Le Code civil énonce, aux articles 269 et 270, les personnes qui peuvent demander l’ouverture d’un régime de protection : le majeur lui-même, son conjoint, ses proches parents et alliés, toute personne qui démontre pour le majeur un intérêt particulier (un conjoint de fait, par exemple) ou toute autre personne intéressée (qui comprend le mandataire désigné ou le Curateur public). De plus, le directeur général d’un établissement de santé doit signaler au Curateur public tout patient qui a besoin d’être assisté ou représenté dans l’exercice de ses droits civils, du fait de son isolement, de la durée prévisible de l’inaptitude, de la nature et de l’état de ses affaires ou parce qu’aucun mandataire désigné (dans un mandat en cas d’inaptitude ou autre) n’assure déjà une assistance ou une représentation adéquate. La transmission du rapport au Curateur public n’est pas nécessaire si un membre de la famille entreprend les démarches pour faire ouvrir un régime privé de protection. Cependant, la famille aura besoin d’un rapport du médecin pour demander l’ouverture du régime.

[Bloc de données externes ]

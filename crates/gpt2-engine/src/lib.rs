//! # gpt2-engine
//!
//! The "narrow waist" of the gpt2-complete stack. Defines the [`CausalLm`] trait
//! that every model backend implements and that the generation loop drives.
//! Swap the candle GPT-2 model for a mock without touching session code.
//!
//! ## Design Notes
//!
//! ### Shared access
//! `CausalLm::forward` takes `&self`. All per-call state (keys and values of
//! already-processed positions) lives in the backend's associated `Cache`
//! type, which the caller creates with [`CausalLm::new_cache`] and drops when
//! the call is over. A loaded model is therefore never mutated by inference.
//!
//! ### Token Type
//! `TokenId` is `u32` to match the ids produced by Hugging Face tokenizers.

pub type Result<T> = std::result::Result<T, EngineError>;

/// Token ID type.
pub type TokenId = u32;

/// Top-level error type for all engine operations.
#[derive(Debug, thiserror::Error)]
pub enum EngineError {
    #[error("Model loading failed: {0}")]
    ModelLoad(String),
    #[error("Tokenization failed: {0}")]
    Tokenization(String),
    #[error("Inference failed: {0}")]
    Inference(String),
}

/// A decoder-only language model that produces next-token logits.
pub trait CausalLm: Send + Sync {
    /// Incremental decoding state for one generation call.
    type Cache;

    /// Create an empty cache for a new generation call.
    fn new_cache(&self) -> Self::Cache;

    /// Feed the next tokens of every batch row and return the logits of each
    /// row's last position.
    ///
    /// All rows in `step` must have the same, non-zero length. The first call
    /// on a fresh cache carries the prompt; later calls carry one token per row.
    fn forward(&self, step: &[Vec<TokenId>], cache: &mut Self::Cache) -> Result<Vec<Vec<f32>>>;

    /// Number of entries in each logits row.
    fn vocab_size(&self) -> usize;

    /// Maximum number of positions the model can attend over.
    fn context_size(&self) -> usize;
}

/// Check that a batch step is non-empty and rectangular. Returns `(rows, len)`.
pub fn step_shape(step: &[Vec<TokenId>]) -> Result<(usize, usize)> {
    let len = step
        .first()
        .map(|row| row.len())
        .ok_or_else(|| EngineError::Inference("empty batch".to_string()))?;
    if len == 0 {
        return Err(EngineError::Inference("empty batch row".to_string()));
    }
    if let Some(bad) = step.iter().find(|row| row.len() != len) {
        return Err(EngineError::Inference(format!(
            "ragged batch: expected rows of {len} tokens, found {}",
            bad.len()
        )));
    }
    Ok((step.len(), len))
}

Selon que la demande provient des proches du patient, de l’établissement ou du Curateur public et qu’elle vise l’ouverture d’un régime de protection ou une ordonnance de traitement, la rémunération sera différente. |
Un médecin peut donc se voir demander une analyse par trois parties : l’entourage d’un patient, l’établissement où le patient séjourne et le Curateur public ou un tribunal. De plus, cette évaluation pourra servir à faire la demande d’ouverture d’un régime de protection ou à obtenir une ordonnance de traitement ou d’hébergement. Lorsqu’elle est demandée par le tribunal, l’évaluation pourra aussi servir à établir si un régime de protection est toujours nécessaire. La loi et l’Entente générale dictent des résultats différents de rémunération selon le but de la demande et de sa source.

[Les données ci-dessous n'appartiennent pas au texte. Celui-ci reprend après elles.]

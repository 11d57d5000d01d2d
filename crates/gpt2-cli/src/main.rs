use std::io;

use clap::Parser;
use gpt2_cli::{run, Cli};
use tracing_subscriber::EnvFilter;

fn main() -> anyhow::Result<()> {
    let cli = Cli::parse();

    let filter = EnvFilter::try_from_default_env().unwrap_or_else(|_| EnvFilter::new("warn"));
    tracing_subscriber::fmt()
        .with_env_filter(filter)
        .with_writer(io::stderr)
        .init();

    run(&cli, io::stdin().lock(), io::stdout().lock())?;
    Ok(())
}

Comme les demandes peuvent provenir de différentes sources, le médecin peut être dans des situations différentes lorsqu’il les reçoit. Lorsqu’un médecin exerce au sein d’une unité d’évaluation gériatrique ou d’une unité de gérontopsychiatrie, c’est plus souvent l’établissement qui lui demandera de produire un rapport d’évaluation. La démarche découlera du fait que le médecin a signalé à l’établissement qu’un patient inapte sous ses soins ne bénéficie pas d’un régime de protection.
En cabinet, la demande proviendra du Curateur public ou de la famille. Cette dernière adressera souvent la demande au médecin de famille du patient, en indiquant qu’elle a besoin d’un rapport médical pour ouvrir un régime de protection. La famille pourra aussi s’adresser à un médecin qui exerce en gériatrie.

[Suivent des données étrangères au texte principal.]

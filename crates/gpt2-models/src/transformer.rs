//! The GPT-2 decoder stack.
//!
//! embed(token) + embed(position) -> n_layer x [x + attn(ln_1(x)); x + mlp(ln_2(x))]
//! -> ln_f -> logits against the token embedding matrix (tied LM head).

use candle_core::{DType, Device, IndexOp, Module, Tensor};
use candle_nn::{embedding, layer_norm, Embedding, LayerNorm, VarBuilder};
use gpt2_engine::{step_shape, CausalLm, EngineError, TokenId};

use crate::attention::{causal_mask, Attention, LayerCache};
use crate::config::Gpt2Config;
use crate::conv1d::Conv1D;
use crate::hub::ModelFiles;
use crate::Result;

struct Mlp {
    c_fc: Conv1D,
    c_proj: Conv1D,
}

impl Mlp {
    fn new(config: &Gpt2Config, vb: VarBuilder) -> candle_core::Result<Self> {
        let inner = config.inner_dim();
        Ok(Self {
            c_fc: Conv1D::new(config.n_embd, inner, vb.pp("c_fc"))?,
            c_proj: Conv1D::new(inner, config.n_embd, vb.pp("c_proj"))?,
        })
    }
}

impl Module for Mlp {
    fn forward(&self, x: &Tensor) -> candle_core::Result<Tensor> {
        // GPT-2 uses the tanh approximation of GELU.
        self.c_proj.forward(&self.c_fc.forward(x)?.gelu()?)
    }
}

struct Block {
    ln_1: LayerNorm,
    attn: Attention,
    ln_2: LayerNorm,
    mlp: Mlp,
}

impl Block {
    fn new(config: &Gpt2Config, vb: VarBuilder) -> candle_core::Result<Self> {
        let eps = config.layer_norm_epsilon;
        Ok(Self {
            ln_1: layer_norm(config.n_embd, eps, vb.pp("ln_1"))?,
            attn: Attention::new(config, vb.pp("attn"))?,
            ln_2: layer_norm(config.n_embd, eps, vb.pp("ln_2"))?,
            mlp: Mlp::new(config, vb.pp("mlp"))?,
        })
    }

    fn forward(
        &self,
        x: &Tensor,
        mask: Option<&Tensor>,
        cache: &mut LayerCache,
    ) -> candle_core::Result<Tensor> {
        let x = (x + self.attn.forward(&self.ln_1.forward(x)?, mask, cache)?)?;
        &x + self.mlp.forward(&self.ln_2.forward(&x)?)?
    }
}

/// Per-call decoding state: one [`LayerCache`] per block plus the position offset.
pub struct Gpt2Cache {
    layers: Vec<LayerCache>,
    offset: usize,
}

impl Gpt2Cache {
    fn new(n_layer: usize) -> Self {
        Self {
            layers: vec![None; n_layer],
            offset: 0,
        }
    }

    /// Number of positions already processed.
    pub fn offset(&self) -> usize {
        self.offset
    }
}

/// GPT-2 language model.
///
/// Weights are plain tensors, never `Var`s, so no gradient bookkeeping exists.
pub struct Gpt2Model {
    wte: Embedding,
    wpe: Embedding,
    blocks: Vec<Block>,
    ln_f: LayerNorm,
    config: Gpt2Config,
    device: Device,
}

impl Gpt2Model {
    /// Build the model from a variable builder.
    ///
    /// Accepts both the bare (`wte.weight`) and the `transformer.`-prefixed
    /// checkpoint layouts.
    pub fn new(config: &Gpt2Config, vb: VarBuilder) -> Result<Self> {
        config.validate()?;
        let device = vb.device().clone();
        let vb = if vb.contains_tensor("wte.weight") {
            vb
        } else {
            vb.pp("transformer")
        };

        let wte = embedding(config.vocab_size, config.n_embd, vb.pp("wte"))?;
        let wpe = embedding(config.n_positions, config.n_embd, vb.pp("wpe"))?;
        let blocks = (0..config.n_layer)
            .map(|i| Block::new(config, vb.pp("h").pp(i)))
            .collect::<candle_core::Result<Vec<_>>>()?;
        let ln_f = layer_norm(config.n_embd, config.layer_norm_epsilon, vb.pp("ln_f"))?;

        Ok(Self {
            wte,
            wpe,
            blocks,
            ln_f,
            config: config.clone(),
            device,
        })
    }

    /// Load config and safetensors weights resolved by [`ModelFiles`].
    pub fn load(files: &ModelFiles, device: &Device) -> Result<Self> {
        let config = Gpt2Config::from_file(&files.config)?;
        tracing::debug!(
            n_layer = config.n_layer,
            n_embd = config.n_embd,
            shards = files.weights.len(),
            "loading gpt2 weights"
        );

        // Safety: the safetensors files are memory-mapped read-only and must
        // not be modified on disk while the model is alive.
        let vb =
            unsafe { VarBuilder::from_mmaped_safetensors(&files.weights, DType::F32, device)? };
        Self::new(&config, vb)
    }

    pub fn config(&self) -> &Gpt2Config {
        &self.config
    }

    pub fn device(&self) -> &Device {
        &self.device
    }

    fn forward_logits(
        &self,
        step: &[Vec<TokenId>],
        rows: usize,
        len: usize,
        cache: &mut Gpt2Cache,
    ) -> candle_core::Result<Vec<Vec<f32>>> {
        let ids: Vec<u32> = step.iter().flatten().copied().collect();
        let input = Tensor::from_vec(ids, (rows, len), &self.device)?;
        let positions =
            Tensor::arange(cache.offset as u32, (cache.offset + len) as u32, &self.device)?;

        let mut x = self
            .wte
            .forward(&input)?
            .broadcast_add(&self.wpe.forward(&positions)?)?;

        let mask = if len > 1 {
            Some(causal_mask(len, cache.offset, &self.device)?)
        } else {
            None
        };

        for (block, layer_cache) in self.blocks.iter().zip(cache.layers.iter_mut()) {
            x = block.forward(&x, mask.as_ref(), layer_cache)?;
        }
        cache.offset += len;

        let last = self.ln_f.forward(&x.i((.., len - 1, ..))?.contiguous()?)?;
        let logits = last.matmul(&self.wte.embeddings().t()?)?;
        logits.to_dtype(DType::F32)?.to_vec2::<f32>()
    }
}

impl CausalLm for Gpt2Model {
    type Cache = Gpt2Cache;

    fn new_cache(&self) -> Gpt2Cache {
        Gpt2Cache::new(self.config.n_layer)
    }

    fn forward(
        &self,
        step: &[Vec<TokenId>],
        cache: &mut Gpt2Cache,
    ) -> gpt2_engine::Result<Vec<Vec<f32>>> {
        let (rows, len) = step_shape(step)?;
        if cache.offset + len > self.config.n_positions {
            return Err(EngineError::Inference(format!(
                "sequence of {} positions exceeds the context window of {}",
                cache.offset + len,
                self.config.n_positions
            )));
        }
        if let Some(&bad) = step
            .iter()
            .flatten()
            .find(|&&id| id as usize >= self.config.vocab_size)
        {
            return Err(EngineError::Inference(format!(
                "token id {bad} outside vocabulary of {}",
                self.config.vocab_size
            )));
        }

        self.forward_logits(step, rows, len, cache)
            .map_err(|e| EngineError::Inference(e.to_string()))
    }

    fn vocab_size(&self) -> usize {
        self.config.vocab_size
    }

    fn context_size(&self) -> usize {
        self.config.n_positions
    }
}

Avant d’aborder la question de la rémunération de ces évaluations, traitons d’abord de quelques questions fréquentes.
Plusieurs médecins recevant de telles demandes se demandent s’ils peuvent refuser de faire l’évaluation ou d’émettre une opinion. Ils ont souvent l’impression de ne pas connaître suffisamment les enjeux légaux pour se prononcer sur l’inaptitude d’une personne. Parfois, la situation est ambiguë. Il va de soi qu’un médecin peut refuser d’effectuer ce genre d’évaluation pour toutes ces raisons. Il devrait toutefois rediriger la personne vers une ressource plus spécialisée. Dans certains cas, l’inaptitude est évidente. Néanmoins, plus la demande est formulée précocement (possible début de maladie d’Alzheimer, par exemple), plus le médecin pourra avoir de la difficulté à se prononcer.
Le Code civil prévoit que l’évaluation doit indiquer la nature et le degré d’inaptitude du majeur, l’étendue de ses besoins et les autres circonstances entourant son état, ainsi que la possibilité d’ouvrir un régime de protection. L’évaluation devrait aussi contenir les noms des personnes qui ont la qualité requise pour demander l’ouverture d’un régime de protection.
Lorsque l’évaluation accompagne une demande d’ordonnance de traitement ou d’hébergement, des informations additionnelles sont requises : la nature du traitement proposé, les bienfaits escomptés, les risques ou inconvénients pour la personne ou son entourage et les complications possibles. Lorsque le traitement vise une maladie psychiatrique, le médecin doit habituellement indiquer comment la maladie affecte la capacité du patient de juger des bienfaits du traitement ou de reconnaître l’existence de la maladie.
Le médecin qui estime ne pas avoir les compétences requises pour remplir le rapport d’évaluation en vue d’une demande de régime de protection devrait rediriger la demande à une ressource plus spécialisée. |
Lorsque le rapport doit servir à l’ouverture d’un régime de protection, le médecin remplira le formulaire « Rapport du directeur général – Évaluation médicale », provenant du Curateur public du Québec. Il peut être téléchargé du site du Curateur public à partir de la section des formulaires. Lorsque l’évaluation du médecin doit servir à obtenir une ordonnance de traitement, plusieurs informations demandées sur le formulaire du Curateur public sont pertinentes. Le rapport prend cependant plutôt une forme libre, et le contenu est adapté à la situation.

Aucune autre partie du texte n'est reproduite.